The limbic system consists of a number of brain parts, and is involved in emotion and motivation. The brain parts that are part of the limbic system are the hippocampus, amygdala, fornix, septum and parts of the thalamus.
Researchers assume that there is not just one brain region responsible for all types of emotions. This is supported by a well-known case study with a patient referred to in the literature as SM. This patient scored well on several cognitive tasks, and no obvious abnormalities were found on emotional tests either. However, when she had to recognize emotions in facial expressions and spoken fragments, she failed to distinguish the emotion of fear. When she was asked to describe this emotion she succeeded, which shows that she understands the concept of fear, but cannot recognize it. From this case, we can infer that fear is probably processed in a different way than other emotions (because this is the only emotion that is affected in SM).
Emotions are subjective experiences, and are therefore difficult to examine. The easiest emotion to examine is fear, because obvious physiological changes can be used to measure this emotion. You can think of an increased heart rate, or sweating. It appears that the amygdala has a very important role in experiencing fear. This can be tested by applying fear conditioning. This involves showing a stimulus that is immediately followed by an unpleasant experience (for example, an electric shock). After a number of trials, this leads to the body getting ready for a shock when only the stimulus is presented (heart rate changes, etc.). When there is damage to the amygdala, these physiological changes do not occur even though the person knows that an electric shock is coming. Thus, it has become difficult to react fearfully. The hippocampus is actually involved in learned emotions. This is because this area is also important for memory and associations in general. In people where the hippocampus is damaged, physiological changes do occur in the above experiment. However, these individuals cannot indicate that the stimulus is followed by a shock. Thus, they only have an unconscious response of fear, but they cannot name why they are afraid.

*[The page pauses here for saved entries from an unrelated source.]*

use async_trait::async_trait;
use std::collections::HashMap;
use tokio::sync::RwLock;

use crate::entry::CacheEntry;
use crate::error::CacheError;
use crate::store::Store;

/// Thread-safe in-memory store using a HashMap behind a RwLock.
///
/// Entries never expire: a stale entry must stay servable until a refresh
/// replaces it. Contents are lost on restart, so this is suitable for a single
/// process and for tests. Use `RedisStore` when the cache has to survive restarts.
#[derive(Default)]
pub struct HashMapStore {
    state: RwLock<HashMap<String, CacheEntry>>,
}

impl HashMapStore {
    /// Create an empty store.
    pub fn new() -> Self {
        HashMapStore {
            state: RwLock::new(HashMap::new()),
        }
    }

    /// Number of stored keys.
    pub async fn len(&self) -> usize {
        self.state.read().await.len()
    }

    pub async fn is_empty(&self) -> bool {
        self.state.read().await.is_empty()
    }
}

#[async_trait]
impl Store for HashMapStore {
    fn name(&self) -> &'static str {
        "hashmap"
    }

    async fn get(&self, key: &str) -> Result<Option<CacheEntry>, CacheError> {
        let state = self.state.read().await;
        Ok(state.get(key).cloned())
    }

    async fn put(&self, key: &str, entry: CacheEntry) -> Result<(), CacheError> {
        let mut state = self.state.write().await;
        state.insert(key.to_string(), entry);
        Ok(())
    }
}

#[cfg(test)]
mod tests {
    use super::*;
    use crate::utils::now_ms;
    use serde_json::json;

    #[tokio::test]
    async fn test_get_put() {
        let store = HashMapStore::new();

        // Initially empty
        let result = store.get("latest_data").await.unwrap();
        assert!(result.is_none());
        assert!(store.is_empty().await);

        let entry = CacheEntry::new(json!({"records": ["a"]}), now_ms());
        store.put("latest_data", entry.clone()).await.unwrap();

        let result = store.get("latest_data").await.unwrap();
        assert_eq!(result, Some(entry));
        assert_eq!(store.len().await, 1);
    }

    #[tokio::test]
    async fn test_put_overwrites() {
        let store = HashMapStore::new();

        store
            .put("latest_data", CacheEntry::new(json!({"v": 1}), 1_000))
            .await
            .unwrap();
        // Older timestamp still wins because it was written last.
        store
            .put("latest_data", CacheEntry::new(json!({"v": 2}), 500))
            .await
            .unwrap();

        let result = store.get("latest_data").await.unwrap().unwrap();
        assert_eq!(result.data, json!({"v": 2}));
        assert_eq!(result.timestamp, 500);
        assert_eq!(store.len().await, 1);
    }
}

The hippocampus and the amygdala can influence each other, and in doing so, generate or enhance an emotion. The hippocampus can cause the amygdala to become active based on a memory. You can think of the following situation; you have been bitten by a dog, and you have stored that in your memory. The next time you see a dog you retrieve this memory, and the hippocampus sends a signal to the amygdala that the body must be ready to flee (you experience this as fear). It is very difficult to say exactly how emotions are created in the brain. This is partly because the different parts of the limbic system all become active while experiencing different emotions. Only the emotion disgust is an exception, because here activity is found mainly in the insula.